# first post here "paintings"



## andisart (Feb 4, 2013)

hey guys i just got on this forum today, just going to be browsing around and finding cool art to look at. check my profile if you want to say whats up. i should be uploading a lot of artwork today. woohoo!


----------



## George924 (Oct 8, 2012)

Great to have you here andis, I'm sure you will fit right in with all of the great artists we have here. Your style of art is interesting...almost Fantasy, almost surreal, almost impressionism.

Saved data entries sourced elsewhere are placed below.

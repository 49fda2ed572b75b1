//! # Flour Repository
//!
//! Database operations for flour types.
//!
//! Sales copy the flour's name into each line item, so nothing here ever
//! touches `sale_items`: renaming or deleting a flour leaves history alone.

use chrono::{DateTime, Utc};
use sqlx::SqlitePool;
use tracing::debug;
use uuid::Uuid;

use crate::changes::{ChangeFeed, ChangeOp};
use crate::error::{DbError, DbResult};
use moinho_core::forms::FlourDraft;
use moinho_core::{EntityKind, Flour};

#[derive(Debug, Clone, sqlx::FromRow)]
struct FlourRecord {
    id: String,
    owner_id: String,
    name: String,
    created_at: DateTime<Utc>,
    updated_at: DateTime<Utc>,
}

impl From<FlourRecord> for Flour {
    fn from(r: FlourRecord) -> Self {
        Flour {
            id: r.id,
            owner_id: r.owner_id,
            name: r.name,
            created_at: r.created_at,
            updated_at: r.updated_at,
        }
    }
}

/// Repository for flour database operations.
#[derive(Debug, Clone)]
pub struct FlourRepository {
    pool: SqlitePool,
    changes: ChangeFeed,
}

impl FlourRepository {
    pub fn new(pool: SqlitePool, changes: ChangeFeed) -> Self {
        FlourRepository { pool, changes }
    }

    /// Lists the owner's flours by name.
    pub async fn list(&self, owner_id: &str) -> DbResult<Vec<Flour>> {
        let records = sqlx::query_as::<_, FlourRecord>(
            r#"
            SELECT id, owner_id, name, created_at, updated_at
            FROM flours
            WHERE owner_id = ?1
            ORDER BY name COLLATE NOCASE, created_at
            "#,
        )
        .bind(owner_id)
        .fetch_all(&self.pool)
        .await?;

        Ok(records.into_iter().map(Flour::from).collect())
    }

    pub async fn get(&self, owner_id: &str, id: &str) -> DbResult<Option<Flour>> {
        let record = sqlx::query_as::<_, FlourRecord>(
            r#"
            SELECT id, owner_id, name, created_at, updated_at
            FROM flours
            WHERE id = ?1 AND owner_id = ?2
            "#,
        )
        .bind(id)
        .bind(owner_id)
        .fetch_optional(&self.pool)
        .await?;

        Ok(record.map(Flour::from))
    }

    /// Creates a flour and returns its id.
    pub async fn create(&self, owner_id: &str, draft: &FlourDraft) -> DbResult<String> {
        let id = Uuid::new_v4().to_string();
        let now = Utc::now();

        debug!(id = %id, name = %draft.name, "Creating flour");

        sqlx::query(
            r#"
            INSERT INTO flours (id, owner_id, name, created_at, updated_at)
            VALUES (?1, ?2, ?3, ?4, ?4)
            "#,
        )
        .bind(&id)
        .bind(owner_id)
        .bind(&draft.name)
        .bind(now)
        .execute(&self.pool)
        .await?;

        self.changes.emit(owner_id, EntityKind::Flour, &id, ChangeOp::Created);
        Ok(id)
    }

    pub async fn update(&self, owner_id: &str, id: &str, draft: &FlourDraft) -> DbResult<()> {
        debug!(id = %id, name = %draft.name, "Updating flour");

        let result = sqlx::query(
            r#"
            UPDATE flours SET name = ?3, updated_at = ?4
            WHERE id = ?1 AND owner_id = ?2
            "#,
        )
        .bind(id)
        .bind(owner_id)
        .bind(&draft.name)
        .bind(Utc::now())
        .execute(&self.pool)
        .await?;

        if result.rows_affected() == 0 {
            return Err(DbError::not_found("Flour", id));
        }

        self.changes.emit(owner_id, EntityKind::Flour, id, ChangeOp::Updated);
        Ok(())
    }

    pub async fn delete(&self, owner_id: &str, id: &str) -> DbResult<()> {
        debug!(id = %id, "Deleting flour");

        let result = sqlx::query("DELETE FROM flours WHERE id = ?1 AND owner_id = ?2")
            .bind(id)
            .bind(owner_id)
            .execute(&self.pool)
            .await?;

        if result.rows_affected() == 0 {
            return Err(DbError::not_found("Flour", id));
        }

        self.changes.emit(owner_id, EntityKind::Flour, id, ChangeOp::Deleted);
        Ok(())
    }
}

Great works of conceptual vision...


----------



## andisart (Feb 4, 2013)

thank you! what is the best way to hang out on this website anyway?


----------



## George924 (Oct 8, 2012)

Just stop in and hey and enjoy the art, as it is right now this site does not move at breakneck speeds so we are able to really get into the art and the artists here...so just dive in and make some new friends, there are great people here...


----------



## Darksouth (Dec 29, 2012)

Yup. I love it here. Great artists on this Site. I left the "bigger" site. You get lost on that one.


----------



## stonezephyr (Jan 17, 2013)

Really enjoy your style! I cannot wait to see more. very inspired. thanks for this!


----------



## killmaven (Jan 17, 2013)

This is good stuff. I can't wait to see more!


----------